● **Records**:
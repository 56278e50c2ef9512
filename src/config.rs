//! Configuration management
//!
//! Runtime synthesis defaults (`TtsConfig`) and the shared JSON config
//! file that drives the multilingual batch demo and the Edge voice
//! catalog.

use crate::{Result, TtsError};
use log::debug;
use serde::Deserialize;
use std::path::Path;
use std::time::Duration;

/// Synthesis defaults shared by all backends
///
/// Passed by value/reference at construction; there is no process-wide
/// mutable instance.
#[derive(Debug, Clone)]
pub struct TtsConfig {
    /// Default voice for the Edge backend
    pub default_voice: String,
    /// Default voice (language code) for the Google backend
    pub google_default_voice: String,
    /// Google-only binary speed toggle. The provider supports no numeric
    /// rate; Edge speed control goes through SSML prosody markup instead.
    pub google_slow_speech: bool,
    /// File extension for generated audio. The actual encoding is
    /// whatever the selected provider emits.
    pub output_format: String,
    pub output_directory: String,
    /// Play generated audio through the platform player by default
    pub auto_play: bool,
    /// Cache provider voice listings per client instance
    pub cache_voices: bool,
    /// Reserved: retry policy beyond the alternate-voice fallback is not
    /// implemented.
    pub max_retries: u32,
    /// Reserved: no caller-side timeout is enforced.
    pub timeout: Duration,
}

impl Default for TtsConfig {
    fn default() -> Self {
        Self {
            default_voice: "en-US-JennyNeural".to_string(),
            google_default_voice: "en".to_string(),
            google_slow_speech: false,
            output_format: "mp3".to_string(),
            output_directory: "./output".to_string(),
            auto_play: true,
            cache_voices: true,
            max_retries: 3,
            timeout: Duration::from_secs(30),
        }
    }
}

/// Load configuration.
///
/// File-backed configuration is not implemented; the path argument is
/// accepted for interface stability and ignored, and the defaults are
/// returned.
pub fn load_config(path: Option<&Path>) -> TtsConfig {
    if let Some(path) = path {
        debug!(
            "Config file loading not implemented, ignoring {}",
            path.display()
        );
    }
    TtsConfig::default()
}

/// One language row of the shared JSON config file
#[derive(Debug, Clone, Deserialize)]
pub struct LanguageEntry {
    #[serde(default)]
    pub code: String,
    #[serde(default)]
    pub name: String,
    /// Display glyph shown while processing, e.g. a flag
    #[serde(default)]
    pub flag: String,
    #[serde(default)]
    pub text: String,
    /// Backend-agnostic voice, used when no backend-specific key exists
    #[serde(default)]
    pub voice: String,
    #[serde(default)]
    pub edge_voice: String,
    #[serde(default)]
    pub google_voice: String,
    /// Fallback voice tried once when the primary voice fails
    #[serde(default)]
    pub alt_voice: Option<String>,
}

/// Shape of the shared JSON config file: `{"languages": [...]}`
#[derive(Debug, Deserialize)]
pub struct SharedConfig {
    #[serde(default)]
    pub languages: Vec<LanguageEntry>,
}

/// Read and parse the shared JSON config file.
///
/// Fails with `NotFound` for a missing file and `Parse` for malformed
/// JSON.
pub fn load_shared_config(path: &Path) -> Result<SharedConfig> {
    if !path.exists() {
        return Err(TtsError::NotFound(format!(
            "Configuration file not found: {}",
            path.display()
        )));
    }

    let content = std::fs::read_to_string(path)?;
    serde_json::from_str(&content)
        .map_err(|e| TtsError::Parse(format!("Invalid JSON in {}: {}", path.display(), e)))
}

#[cfg(test)]
mod tests {
    use super::*;
    use std::io::Write;

    #[test]
    fn test_config_defaults() {
        let config = TtsConfig::default();
        assert_eq!(config.default_voice, "en-US-JennyNeural");
        assert_eq!(config.google_default_voice, "en");
        assert!(!config.google_slow_speech);
        assert_eq!(config.output_format, "mp3");
        assert_eq!(config.output_directory, "./output");
        assert!(config.auto_play);
        assert!(config.cache_voices);
    }

    #[test]
    fn test_load_config_ignores_path() {
        // File-backed loading is a stated gap: any path yields defaults.
        let config = load_config(Some(Path::new("/nonexistent/config.json")));
        assert_eq!(config.default_voice, TtsConfig::default().default_voice);
    }

    #[test]
    fn test_load_shared_config() {
        let mut file = tempfile::NamedTempFile::new().unwrap();
        write!(
            file,
            r#"{{"languages": [{{"code": "zh-CN", "name": "Chinese", "flag": "CN",
                "text": "你好", "edge_voice": "zh-CN-XiaoxiaoNeural",
                "google_voice": "zh", "alt_voice": "zh-CN-YunxiNeural"}}]}}"#
        )
        .unwrap();

        let shared = load_shared_config(file.path()).unwrap();
        assert_eq!(shared.languages.len(), 1);
        let entry = &shared.languages[0];
        assert_eq!(entry.code, "zh-CN");
        assert_eq!(entry.edge_voice, "zh-CN-XiaoxiaoNeural");
        assert_eq!(entry.google_voice, "zh");
        assert_eq!(entry.alt_voice.as_deref(), Some("zh-CN-YunxiNeural"));
    }

    #[test]
    fn test_load_shared_config_missing() {
        let err = load_shared_config(Path::new("/nonexistent/tts_config.json")).unwrap_err();
        assert!(matches!(err, TtsError::NotFound(_)));
    }
}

● **Exercise requirements**:
Reproduce every single entry above exactly.

● **Finished task**:
repository 56278e50c2ef9512
filename src/config.rs
//! Configuration management
//!
//! Runtime synthesis defaults (`TtsConfig`) and the shared JSON config
//! file that drives the multilingual batch demo and the Edge voice
//! catalog.

use crate::{Result, TtsError};
use log::debug;
use serde::Deserialize;
use std::path::Path;
use std::time::Duration;

/// Synthesis defaults shared by all backends
///
/// Passed by value/reference at construction; there is no process-wide
/// mutable instance.
#[derive(Debug, Clone)]
pub struct TtsConfig {
    /// Default voice for the Edge backend
    pub default_voice: String,
    /// Default voice (language code) for the Google backend
    pub google_default_voice: String,
    /// Google-only binary speed toggle. The provider supports no numeric
    /// rate; Edge speed control goes through SSML prosody markup instead.
    pub google_slow_speech: bool,
    /// File extension for generated audio. The actual encoding is
    /// whatever the selected provider emits.
    pub output_format: String,
    pub output_directory: String,
    /// Play generated audio through the platform player by default
    pub auto_play: bool,
    /// Cache provider voice listings per client instance
    pub cache_voices: bool,
    /// Reserved: retry policy beyond the alternate-voice fallback is not
    /// implemented.
    pub max_retries: u32,
    /// Reserved: no caller-side timeout is enforced.
    pub timeout: Duration,
}

impl Default for TtsConfig {
    fn default() -> Self {
        Self {
            default_voice: "en-US-JennyNeural".to_string(),
            google_default_voice: "en".to_string(),
            google_slow_speech: false,
            output_format: "mp3".to_string(),
            output_directory: "./output".to_string(),
            auto_play: true,
            cache_voices: true,
            max_retries: 3,
            timeout: Duration::from_secs(30),
        }
    }
}

/// Load configuration.
///
/// File-backed configuration is not implemented; the path argument is
/// accepted for interface stability and ignored, and the defaults are
/// returned.
pub fn load_config(path: Option<&Path>) -> TtsConfig {
    if let Some(path) = path {
        debug!(
            "Config file loading not implemented, ignoring {}",
            path.display()
        );
    }
    TtsConfig::default()
}

/// One language row of the shared JSON config file
#[derive(Debug, Clone, Deserialize)]
pub struct LanguageEntry {
    #[serde(default)]
    pub code: String,
    #[serde(default)]
    pub name: String,
    /// Display glyph shown while processing, e.g. a flag
    #[serde(default)]
    pub flag: String,
    #[serde(default)]
    pub text: String,
    /// Backend-agnostic voice, used when no backend-specific key exists
    #[serde(default)]
    pub voice: String,
    #[serde(default)]
    pub edge_voice: String,
    #[serde(default)]
    pub google_voice: String,
    /// Fallback voice tried once when the primary voice fails
    #[serde(default)]
    pub alt_voice: Option<String>,
}

/// Shape of the shared JSON config file: `{"languages": [...]}`
#[derive(Debug, Deserialize)]
pub struct SharedConfig {
    #[serde(default)]
    pub languages: Vec<LanguageEntry>,
}

/// Read and parse the shared JSON config file.
///
/// Fails with `NotFound` for a missing file and `Parse` for malformed
/// JSON.
pub fn load_shared_config(path: &Path) -> Result<SharedConfig> {
    if !path.exists() {
        return Err(TtsError::NotFound(format!(
            "Configuration file not found: {}",
            path.display()
        )));
    }

    let content = std::fs::read_to_string(path)?;
    serde_json::from_str(&content)
        .map_err(|e| TtsError::Parse(format!("Invalid JSON in {}: {}", path.display(), e)))
}

#[cfg(test)]
mod tests {
    use super::*;
    use std::io::Write;

    #[test]
    fn test_config_defaults() {
        let config = TtsConfig::default();
        assert_eq!(config.default_voice, "en-US-JennyNeural");
        assert_eq!(config.google_default_voice, "en");
        assert!(!config.google_slow_speech);
        assert_eq!(config.output_format, "mp3");
        assert_eq!(config.output_directory, "./output");
        assert!(config.auto_play);
        assert!(config.cache_voices);
    }

    #[test]
    fn test_load_config_ignores_path() {
        // File-backed loading is a stated gap: any path yields defaults.
        let config = load_config(Some(Path::new("/nonexistent/config.json")));
        assert_eq!(config.default_voice, TtsConfig::default().default_voice);
    }

    #[test]
    fn test_load_shared_config() {
        let mut file = tempfile::NamedTempFile::new().unwrap();
        write!(
            file,
            r#"{{"languages": [{{"code": "zh-CN", "name": "Chinese", "flag": "CN",
                "text": "你好", "edge_voice": "zh-CN-XiaoxiaoNeural",
                "google_voice": "zh", "alt_voice": "zh-CN-YunxiNeural"}}]}}"#
        )
        .unwrap();

        let shared = load_shared_config(file.path()).unwrap();
        assert_eq!(shared.languages.len(), 1);
        let entry = &shared.languages[0];
        assert_eq!(entry.code, "zh-CN");
        assert_eq!(entry.edge_voice, "zh-CN-XiaoxiaoNeural");
        assert_eq!(entry.google_voice, "zh");
        assert_eq!(entry.alt_voice.as_deref(), Some("zh-CN-YunxiNeural"));
    }

    #[test]
    fn test_load_shared_config_missing() {
        let err = load_shared_config(Path::new("/nonexistent/tts_config.json")).unwrap_err();
        assert!(matches!(err, TtsError::NotFound(_)));
    }
}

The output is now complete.